A bem da verdade, e independente da periodicidade das fontes de recursos envolvidas, a repactuação periódica é o procedimento cultuado pelos membros do SFN, aí incluídas as operadoras de leasing.
Até prova em contrário, o contrato, ou instituto do contrato, como é também conhecido, qualquer que seja, de adesão ou não, é via de mão única...! No frigir dos ovos, as cláusulas aí existentes obrigam uma parte a cumprir, à risca, sob pena de sanções, as exigências formuladas pela outra parte, pelo dono do contrato.
Não é à toa que ocasionais benefícios colhidos pelo provedor de recursos (quase sempre uma genuína instituição membro do Sistema Financeiro Nacional, o SFN), não costumam freqüentar qualquer rol de benesses, eventualmente, repassadas para o tomador... Muito ao contrário!
Entre os tipos de leasing existentes, conhecidos, o financeiro é o mais difundido no país. Trata-se, pois, de um financiamento com características especiais, amparado por lei específica, que o difere do financiamento tradicional.
Direto aos casos, aos contratos de leasing financeiro...
CASO 1 – Contratou-se um leasing financeiro de um veículo no valor de R$100.000,00, pagável em 36 parcelas iguais, mensais e fixas. A primeira delas será quitada no ato da assinatura do contrato. O VRG [valor residual garantido: valor da opção de compra ao final do contrato] desse leasing é de 5% do valor do bem. A rentabilidade exigida pela operadora de leasing, a provedora enfim, é de 140% anuais [por se tratar de taxa de juro "prefixada", suas entranhas contêm spread, p.d.d., C.M. projetada para esse período negocial, prejuízos na carteira de negócios, sinistros sem cobertura de seguro, contenciosos judiciais etc.]. A alíquota do ISS (imposto municipal incidente sobre a prestação de serviço de qualquer natureza) é de 2%. Qual o comprometimento mensal desse tomador, do mutuário, do arrendatário?
Graficamente:
Cálculo da taxa de juro equivalente mensal:
i = [(1+140%)^(1/12) – 1] x 100 = 7,56829% a.m. (em que o símbolo "^" representa potenciação!)
Cálculo do valor das prestações básicas, antecipadas (já que a primeira delas seria quitada no ato da assinatura do contrato, promovendo, com isso, o deslocamento, a antecipação dos vencimentos das demais prestações, vincendas), sem a incidência de ISS:
Com a ajuda da calculadora financeira, busca-se o valor das prestações básicas:
{100.000 – [5.000 ÷ (1+140%)(36/12)]} = {100.000 – 361,69} = 99.638,31
Então:
99.638,31 CHS PV
7,56829 i
36 n
g BEG
PMT (payment...) = ?
PMT = 7.529,58031 ≈ R$7.529,58
Cálculo do valor das prestações básicas com ISS embutido (como de hábito, os encargos são, sempre, repassados "por dentro..."!):
(PMT – 2% x PMT) = 7.529,58
PMT x (1 – 2%) = 7.529,58
PMT = 7.529,58 ÷ 0,98 = 7.683,24522 ≈ R$7.683,25.

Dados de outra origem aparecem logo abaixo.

//! The bundled hymnal: a JSON list of numbered hymns.

use std::fs;
use std::path::Path;

use thiserror::Error;

use crate::models::Hymn;

#[derive(Debug, Error)]
pub enum HymnalError {
    #[error("failed to read hymnal {path}: {source}")]
    Read {
        path: String,
        source: std::io::Error,
    },
    #[error("failed to parse hymnal {path}: {source}")]
    Parse {
        path: String,
        source: serde_json::Error,
    },
}

/// Load hymns sorted by number. A missing file is an empty hymnal.
pub fn load_hymns(path: &Path) -> Result<Vec<Hymn>, HymnalError> {
    if !path.exists() {
        log::info!("no hymnal at {}", path.display());
        return Ok(Vec::new());
    }
    let raw = fs::read_to_string(path).map_err(|source| HymnalError::Read {
        path: path.display().to_string(),
        source,
    })?;
    let mut hymns: Vec<Hymn> = serde_json::from_str(&raw).map_err(|source| HymnalError::Parse {
        path: path.display().to_string(),
        source,
    })?;
    hymns.sort_by_key(|hymn| hymn.number);
    Ok(hymns)
}

/// Case-insensitive match on title or number.
pub fn search<'a>(hymns: &'a [Hymn], query: &str) -> Vec<&'a Hymn> {
    let query = query.trim().to_lowercase();
    if query.is_empty() {
        return hymns.iter().collect();
    }
    hymns
        .iter()
        .filter(|hymn| {
            hymn.title.to_lowercase().contains(&query) || hymn.number.to_string() == query
        })
        .collect()
}

#[cfg(test)]
mod tests {
    use super::*;

    fn hymn(number: u32, title: &str) -> Hymn {
        Hymn {
            number,
            title: title.to_string(),
            lyrics: String::new(),
        }
    }

    #[test]
    fn search_matches_title_and_number() {
        let hymns = vec![hymn(1, "Antífona"), hymn(15, "Castelo Forte"), hymn(151, "Grandioso És Tu")];
        let by_title: Vec<u32> = search(&hymns, "castelo").iter().map(|h| h.number).collect();
        assert_eq!(by_title, vec![15]);
        let by_number: Vec<u32> = search(&hymns, "151").iter().map(|h| h.number).collect();
        assert_eq!(by_number, vec![151]);
        assert_eq!(search(&hymns, "  ").len(), 3);
    }

    #[test]
    fn missing_file_is_empty_hymnal() {
        let hymns = load_hymns(Path::new("/definitely/not/here/hymns.json")).unwrap();
        assert!(hymns.is_empty());
    }
}
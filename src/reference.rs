//! External verse references such as `ACF_GN_1_1`.
//!
//! The string form is used as a favorite key and as a deep link, so it must stay
//! stable across releases. Segments are joined by `_`:
//! `TRANSLATION_BOOKABBREV_CHAPTER_VERSE`, optionally followed by a fifth
//! segment carrying the raw verse row id. Both forms are accepted; the
//! canonical form written back out is always the four-segment one.

use std::fmt;

use thiserror::Error;

/// Delimiter between the segments of an external verse reference.
pub const DELIMITER: char = '_';

/// Book abbreviation to canonical reference id (1 to 66). This is the single
/// copy of the table; parsing and formatting both read from it.
pub const BOOK_ABBREVIATIONS: [(&str, i64); 66] = [
    ("GN", 1),
    ("EX", 2),
    ("LV", 3),
    ("NM", 4),
    ("DT", 5),
    ("JS", 6),
    ("JZ", 7),
    ("RT", 8),
    ("1SM", 9),
    ("2SM", 10),
    ("1RS", 11),
    ("2RS", 12),
    ("1CR", 13),
    ("2CR", 14),
    ("ED", 15),
    ("NE", 16),
    ("ET", 17),
    ("JB", 18),
    ("SL", 19),
    ("PV", 20),
    ("EC", 21),
    ("CT", 22),
    ("IS", 23),
    ("JR", 24),
    ("LM", 25),
    ("EZ", 26),
    ("DN", 27),
    ("OS", 28),
    ("JL", 29),
    ("AM", 30),
    ("OB", 31),
    ("JN", 32),
    ("MQ", 33),
    ("NA", 34),
    ("HC", 35),
    ("SF", 36),
    ("AG", 37),
    ("ZC", 38),
    ("ML", 39),
    ("MT", 40),
    ("MC", 41),
    ("LC", 42),
    ("JO", 43),
    ("AT", 44),
    ("RM", 45),
    ("1CO", 46),
    ("2CO", 47),
    ("GL", 48),
    ("EF", 49),
    ("FP", 50),
    ("CL", 51),
    ("1TS", 52),
    ("2TS", 53),
    ("1TM", 54),
    ("2TM", 55),
    ("TT", 56),
    ("FM", 57),
    ("HB", 58),
    ("TG", 59),
    ("1PE", 60),
    ("2PE", 61),
    ("1JO", 62),
    ("2JO", 63),
    ("3JO", 64),
    ("JD", 65),
    ("AP", 66),
];

#[derive(Debug, Error, PartialEq, Eq)]
pub enum ReferenceError {
    #[error("expected 4 or 5 segments, found {0}")]
    SegmentCount(usize),
    #[error("empty translation segment")]
    EmptyTranslation,
    #[error("unknown book abbreviation '{0}'")]
    UnknownBook(String),
    #[error("invalid {field} segment '{value}'")]
    InvalidNumber { field: &'static str, value: String },
}

/// Canonical reference id for a book abbreviation. Input is matched without
/// regard to ASCII case.
pub fn reference_id_for(abbreviation: &str) -> Option<i64> {
    BOOK_ABBREVIATIONS
        .iter()
        .find(|(abbrev, _)| abbrev.eq_ignore_ascii_case(abbreviation))
        .map(|(_, id)| *id)
}

pub fn abbreviation_for(reference_id: i64) -> Option<&'static str> {
    BOOK_ABBREVIATIONS
        .iter()
        .find(|(_, id)| *id == reference_id)
        .map(|(abbrev, _)| *abbrev)
}

/// Parsed external verse reference.
#[derive(Debug, Clone, PartialEq, Eq)]
pub struct VerseRef {
    pub translation: String,
    pub book_reference_id: i64,
    pub chapter: i64,
    pub verse: i64,
    /// Trailing row id of the five-segment variant. Informational only; the
    /// lookup always goes through book, chapter and verse.
    pub raw_id: Option<i64>,
}

impl VerseRef {
    pub fn new(translation: &str, book_reference_id: i64, chapter: i64, verse: i64) -> Self {
        Self {
            translation: translation.to_string(),
            book_reference_id,
            chapter,
            verse,
            raw_id: None,
        }
    }

    pub fn parse(external_id: &str) -> Result<Self, ReferenceError> {
        let segments: Vec<&str> = external_id.trim().split(DELIMITER).collect();
        if segments.len() != 4 && segments.len() != 5 {
            return Err(ReferenceError::SegmentCount(segments.len()));
        }

        let translation = segments[0];
        if translation.is_empty() {
            return Err(ReferenceError::EmptyTranslation);
        }

        let book_reference_id = reference_id_for(segments[1])
            .ok_or_else(|| ReferenceError::UnknownBook(segments[1].to_string()))?;
        let chapter = parse_positive("chapter", segments[2])?;
        let verse = parse_positive("verse", segments[3])?;

        let raw_id = match segments.get(4) {
            Some(raw) => {
                log::debug!(
                    "five-segment verse reference '{external_id}'; the trailing id is ignored for lookup"
                );
                Some(parse_positive("id", raw)?)
            }
            None => None,
        };

        Ok(Self {
            translation: translation.to_string(),
            book_reference_id,
            chapter,
            verse,
            raw_id,
        })
    }

    pub fn abbreviation(&self) -> Option<&'static str> {
        abbreviation_for(self.book_reference_id)
    }
}

impl fmt::Display for VerseRef {
    /// Writes the canonical four-segment form. A reference id outside the
    /// table is written as a number and will not parse back.
    fn fmt(&self, f: &mut fmt::Formatter<'_>) -> fmt::Result {
        match self.abbreviation() {
            Some(abbrev) => write!(f, "{}{DELIMITER}{abbrev}", self.translation)?,
            None => write!(f, "{}{DELIMITER}{}", self.translation, self.book_reference_id)?,
        }
        write!(f, "{DELIMITER}{}{DELIMITER}{}", self.chapter, self.verse)
    }
}

/// Only the canonical decimal form is accepted: ASCII digits, no sign and no
/// leading zero, so a parsed reference always formats back to its input.
fn parse_positive(field: &'static str, value: &str) -> Result<i64, ReferenceError> {
    let canonical = value.bytes().all(|b| b.is_ascii_digit()) && !value.starts_with('0');
    match value.parse::<i64>() {
        Ok(number) if canonical && number > 0 => Ok(number),
        _ => Err(ReferenceError::InvalidNumber {
            field,
            value: value.to_string(),
        }),
    }
}

#[cfg(test)]
mod tests {
    use super::*;
    use std::collections::HashSet;

    #[test]
    fn table_covers_every_canonical_book_once() {
        let ids: HashSet<i64> = BOOK_ABBREVIATIONS.iter().map(|(_, id)| *id).collect();
        let abbrevs: HashSet<&str> = BOOK_ABBREVIATIONS.iter().map(|(a, _)| *a).collect();
        assert_eq!(ids, (1..=66).collect());
        assert_eq!(abbrevs.len(), 66);
    }

    #[test]
    fn rejects_non_canonical_numbers() {
        for id in ["ACF_GN_+1_1", "ACF_GN_01_1", "ACF_GN_1_01", "ACF_GN_1_ 1", "ACF_GN_0_1"] {
            assert!(
                matches!(VerseRef::parse(id), Err(ReferenceError::InvalidNumber { .. })),
                "{id} should be rejected"
            );
        }
        assert!(VerseRef::parse("ACF_JO_3_16_+5").is_err());
    }

    #[test]
    fn parses_four_segment_reference() {
        let parsed = VerseRef::parse("ACF_GN_1_1").unwrap();
        assert_eq!(parsed, VerseRef::new("ACF", 1, 1, 1));
    }

    #[test]
    fn parses_five_segment_reference() {
        let parsed = VerseRef::parse("ACF_JO_3_16_26137").unwrap();
        assert_eq!(parsed.book_reference_id, 43);
        assert_eq!(parsed.chapter, 3);
        assert_eq!(parsed.verse, 16);
        assert_eq!(parsed.raw_id, Some(26137));
    }

    #[test]
    fn abbreviation_lookup_ignores_case() {
        assert_eq!(reference_id_for("1jo"), Some(62));
        assert_eq!(VerseRef::parse("NVI_ap_22_21").unwrap().book_reference_id, 66);
    }

    #[test]
    fn rejects_malformed_references() {
        assert_eq!(
            VerseRef::parse("ACF_XX_1_1"),
            Err(ReferenceError::UnknownBook("XX".to_string()))
        );
        assert_eq!(
            VerseRef::parse("ACF_GN_1"),
            Err(ReferenceError::SegmentCount(3))
        );
        assert_eq!(
            VerseRef::parse("ACF_GN_1_1_2_3"),
            Err(ReferenceError::SegmentCount(6))
        );
        assert!(matches!(
            VerseRef::parse("ACF_GN_um_1"),
            Err(ReferenceError::InvalidNumber { field: "chapter", .. })
        ));
        assert!(matches!(
            VerseRef::parse("ACF_GN_1_0"),
            Err(ReferenceError::InvalidNumber { field: "verse", .. })
        ));
        assert_eq!(
            VerseRef::parse("_GN_1_1"),
            Err(ReferenceError::EmptyTranslation)
        );
    }

    #[test]
    fn display_writes_canonical_form() {
        let parsed = VerseRef::parse("ARA_1co_13_4_999").unwrap();
        assert_eq!(parsed.to_string(), "ARA_1CO_13_4");
    }
}
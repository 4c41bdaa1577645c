use std::path::PathBuf;

use thiserror::Error;

/// Failures raised while reading or inserting the bundled seed files.
#[derive(Debug, Error)]
pub enum SeedError {
    #[error("failed to read seed file {path}: {source}")]
    Read {
        path: PathBuf,
        source: std::io::Error,
    },
    #[error("failed to parse seed file {path}: {source}")]
    Parse {
        path: PathBuf,
        source: serde_json::Error,
    },
    #[error("seed file {path} has no metadata rows")]
    MissingMetadata { path: PathBuf },
    #[error("SQLite error while seeding: {0}")]
    Sqlite(#[from] rusqlite::Error),
}

#[derive(Debug, Error)]
pub enum StoreError {
    #[error("no translation store is open")]
    Unavailable,
    #[error("SQLite error: {0}")]
    Sqlite(#[from] rusqlite::Error),
    #[error("I/O error: {0}")]
    Io(#[from] std::io::Error),
    #[error("seed migration failed: {0}")]
    Seed(#[from] SeedError),
}

/// Outcome of a single-row lookup. `NotFound` and `Failed` are kept apart so
/// callers can choose how to present each, while `found()` collapses both into
/// "nothing to show".
#[derive(Debug)]
pub enum Lookup<T> {
    Found(T),
    NotFound,
    Failed(StoreError),
}

impl<T> Lookup<T> {
    pub fn found(self) -> Option<T> {
        match self {
            Lookup::Found(value) => Some(value),
            Lookup::NotFound | Lookup::Failed(_) => None,
        }
    }

    pub fn is_found(&self) -> bool {
        matches!(self, Lookup::Found(_))
    }

    pub fn map<U>(self, f: impl FnOnce(T) -> U) -> Lookup<U> {
        match self {
            Lookup::Found(value) => Lookup::Found(f(value)),
            Lookup::NotFound => Lookup::NotFound,
            Lookup::Failed(err) => Lookup::Failed(err),
        }
    }

    /// Chain a second lookup that only runs when this one found something.
    pub fn and_then<U>(self, f: impl FnOnce(T) -> Lookup<U>) -> Lookup<U> {
        match self {
            Lookup::Found(value) => f(value),
            Lookup::NotFound => Lookup::NotFound,
            Lookup::Failed(err) => Lookup::Failed(err),
        }
    }
}

impl<T> From<Result<Option<T>, StoreError>> for Lookup<T> {
    fn from(result: Result<Option<T>, StoreError>) -> Self {
        match result {
            Ok(Some(value)) => Lookup::Found(value),
            Ok(None) => Lookup::NotFound,
            Err(err) => Lookup::Failed(err),
        }
    }
}
//! Where the reader keeps its writable data and where it finds the bundled
//! assets.

use std::env;
use std::path::{Path, PathBuf};

use anyhow::{anyhow, Result};
use directories::BaseDirs;

/// Folder name used beneath the user's home directory for application data.
const DATA_DIR_NAME: &str = ".bible-hymnal";
/// Environment variable overriding the assets directory.
pub const ASSETS_ENV: &str = "BIBLE_HYMNAL_ASSETS";
/// Assets directory used when the override is unset, relative to the working
/// directory.
const DEFAULT_ASSETS_DIR: &str = "assets";
const PREFERENCES_FILE_NAME: &str = "preferences.sqlite";
const LOG_FILE_NAME: &str = "bible-hymnal.log";

#[derive(Debug, Clone)]
pub struct AppPaths {
    data_dir: PathBuf,
    assets_dir: PathBuf,
}

impl AppPaths {
    pub fn new(data_dir: impl Into<PathBuf>, assets_dir: impl Into<PathBuf>) -> Self {
        Self {
            data_dir: data_dir.into(),
            assets_dir: assets_dir.into(),
        }
    }

    /// Resolve the data directory inside the user's home and the assets
    /// directory from `BIBLE_HYMNAL_ASSETS` or `./assets`.
    pub fn resolve() -> Result<Self> {
        let base_dirs =
            BaseDirs::new().ok_or_else(|| anyhow!("could not locate home directory"))?;
        let assets_dir = env::var_os(ASSETS_ENV)
            .map(PathBuf::from)
            .unwrap_or_else(|| PathBuf::from(DEFAULT_ASSETS_DIR));
        Ok(Self::new(
            base_dirs.home_dir().join(DATA_DIR_NAME),
            assets_dir,
        ))
    }

    pub fn data_dir(&self) -> &Path {
        &self.data_dir
    }

    pub fn assets_dir(&self) -> &Path {
        &self.assets_dir
    }

    pub fn databases_dir(&self) -> PathBuf {
        self.data_dir.join("databases")
    }

    pub fn bundled_databases_dir(&self) -> PathBuf {
        self.assets_dir.join("databases")
    }

    pub fn seed_dir(&self) -> PathBuf {
        self.assets_dir.join("bible")
    }

    pub fn hymnal_file(&self) -> PathBuf {
        self.assets_dir.join("hymnal").join("hymns.json")
    }

    pub fn scores_dir(&self) -> PathBuf {
        self.assets_dir.join("scores")
    }

    pub fn music_dir(&self) -> PathBuf {
        self.assets_dir.join("music")
    }

    pub fn preferences_file(&self) -> PathBuf {
        self.data_dir.join(PREFERENCES_FILE_NAME)
    }

    pub fn log_file(&self) -> PathBuf {
        self.data_dir.join(LOG_FILE_NAME)
    }
}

Cálculo do valor do ISS embutido nas tantas prestações fixas:
2% de R$7.683,25 = R$153,66490 ≈ R$153,67.
Conclusão: seriam 36 parcelas fixas de R$7.683,25, com a primeira quitada no ato, além de R$5.000,00 na última prestação, quando se daria a opção de compra desse bem pelo valor correspondente ao VRG.
Periodicamente, seriam carreados para os cofres públicos, a título de ISS, no caso, o valor de R$153,67.